_THE PROBLEM_
Please check every line of the listing for "ordered" and copy each line where it is found.

*** Opening DATA SECTION ***

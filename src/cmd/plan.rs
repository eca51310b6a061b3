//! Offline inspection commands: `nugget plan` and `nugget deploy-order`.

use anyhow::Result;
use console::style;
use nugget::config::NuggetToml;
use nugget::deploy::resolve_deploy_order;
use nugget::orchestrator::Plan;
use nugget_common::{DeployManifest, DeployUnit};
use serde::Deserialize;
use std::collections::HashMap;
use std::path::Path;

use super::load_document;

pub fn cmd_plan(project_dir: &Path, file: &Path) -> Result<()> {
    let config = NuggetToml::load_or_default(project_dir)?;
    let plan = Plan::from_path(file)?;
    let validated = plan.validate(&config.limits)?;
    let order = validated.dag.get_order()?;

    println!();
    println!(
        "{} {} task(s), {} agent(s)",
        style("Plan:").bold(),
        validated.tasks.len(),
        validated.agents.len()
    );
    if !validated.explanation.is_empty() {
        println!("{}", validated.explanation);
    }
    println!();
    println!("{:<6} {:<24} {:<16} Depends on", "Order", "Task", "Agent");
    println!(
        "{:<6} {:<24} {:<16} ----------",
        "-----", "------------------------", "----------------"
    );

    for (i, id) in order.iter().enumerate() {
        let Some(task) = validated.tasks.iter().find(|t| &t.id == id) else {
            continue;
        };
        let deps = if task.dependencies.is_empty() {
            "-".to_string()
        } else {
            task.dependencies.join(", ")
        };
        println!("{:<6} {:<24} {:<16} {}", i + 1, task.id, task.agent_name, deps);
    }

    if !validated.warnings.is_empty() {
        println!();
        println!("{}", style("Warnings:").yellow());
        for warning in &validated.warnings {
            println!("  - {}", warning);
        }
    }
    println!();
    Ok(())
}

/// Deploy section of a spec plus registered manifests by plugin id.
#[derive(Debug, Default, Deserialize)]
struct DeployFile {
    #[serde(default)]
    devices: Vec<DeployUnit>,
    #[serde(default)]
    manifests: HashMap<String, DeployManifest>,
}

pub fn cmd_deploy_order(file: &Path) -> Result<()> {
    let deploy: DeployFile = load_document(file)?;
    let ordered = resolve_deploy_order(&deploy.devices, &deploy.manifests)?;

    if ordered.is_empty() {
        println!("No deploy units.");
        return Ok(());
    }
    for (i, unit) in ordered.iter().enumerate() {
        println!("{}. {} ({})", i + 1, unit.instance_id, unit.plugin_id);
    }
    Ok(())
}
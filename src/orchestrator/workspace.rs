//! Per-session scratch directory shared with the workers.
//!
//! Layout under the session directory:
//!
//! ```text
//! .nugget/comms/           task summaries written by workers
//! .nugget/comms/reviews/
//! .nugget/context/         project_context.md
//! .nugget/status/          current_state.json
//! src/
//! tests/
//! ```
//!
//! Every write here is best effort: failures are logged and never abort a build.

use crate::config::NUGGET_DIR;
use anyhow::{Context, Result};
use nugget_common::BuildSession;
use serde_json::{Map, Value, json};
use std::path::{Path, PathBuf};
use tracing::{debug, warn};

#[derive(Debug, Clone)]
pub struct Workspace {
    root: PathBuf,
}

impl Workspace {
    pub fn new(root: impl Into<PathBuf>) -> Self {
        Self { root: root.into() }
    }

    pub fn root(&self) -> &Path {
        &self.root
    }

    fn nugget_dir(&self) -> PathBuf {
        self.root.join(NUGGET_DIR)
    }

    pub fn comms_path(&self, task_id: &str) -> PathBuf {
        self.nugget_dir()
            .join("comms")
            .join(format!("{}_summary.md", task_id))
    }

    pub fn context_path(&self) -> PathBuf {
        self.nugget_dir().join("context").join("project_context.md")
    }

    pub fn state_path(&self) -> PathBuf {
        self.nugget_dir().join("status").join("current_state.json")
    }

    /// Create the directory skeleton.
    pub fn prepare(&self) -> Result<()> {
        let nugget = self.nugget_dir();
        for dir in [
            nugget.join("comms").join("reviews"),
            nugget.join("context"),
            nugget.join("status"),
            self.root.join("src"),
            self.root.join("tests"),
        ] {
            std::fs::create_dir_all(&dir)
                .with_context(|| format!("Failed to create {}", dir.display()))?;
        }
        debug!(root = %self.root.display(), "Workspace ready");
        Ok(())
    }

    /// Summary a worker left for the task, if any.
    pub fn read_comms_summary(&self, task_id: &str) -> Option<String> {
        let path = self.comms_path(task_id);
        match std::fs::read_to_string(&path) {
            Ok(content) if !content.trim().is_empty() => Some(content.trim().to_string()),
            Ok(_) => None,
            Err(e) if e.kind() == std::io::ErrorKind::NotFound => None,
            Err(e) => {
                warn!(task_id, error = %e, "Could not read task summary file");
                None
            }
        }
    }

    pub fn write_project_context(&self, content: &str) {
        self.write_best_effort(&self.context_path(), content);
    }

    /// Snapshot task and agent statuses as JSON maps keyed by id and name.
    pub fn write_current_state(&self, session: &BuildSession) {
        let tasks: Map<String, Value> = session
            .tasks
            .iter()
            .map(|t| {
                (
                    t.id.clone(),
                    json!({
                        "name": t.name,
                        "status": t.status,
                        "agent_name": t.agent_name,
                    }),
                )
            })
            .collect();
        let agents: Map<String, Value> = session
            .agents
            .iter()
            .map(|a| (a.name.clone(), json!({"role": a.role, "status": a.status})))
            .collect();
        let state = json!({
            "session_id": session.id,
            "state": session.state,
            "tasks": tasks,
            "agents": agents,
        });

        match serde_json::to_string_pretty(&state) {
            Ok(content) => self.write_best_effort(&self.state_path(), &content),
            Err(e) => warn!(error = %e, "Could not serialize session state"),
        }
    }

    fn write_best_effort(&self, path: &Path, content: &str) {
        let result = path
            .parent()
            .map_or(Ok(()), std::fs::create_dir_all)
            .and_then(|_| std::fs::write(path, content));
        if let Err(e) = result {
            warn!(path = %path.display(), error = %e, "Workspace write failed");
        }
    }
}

*** Closing DATA SECTION ***

_OUTPUT FOR THIS TASK_
    let ordered = resolve_deploy_order(&deploy.devices, &deploy.manifests)?;
    if ordered.is_empty() {
    for (i, unit) in ordered.iter().enumerate() {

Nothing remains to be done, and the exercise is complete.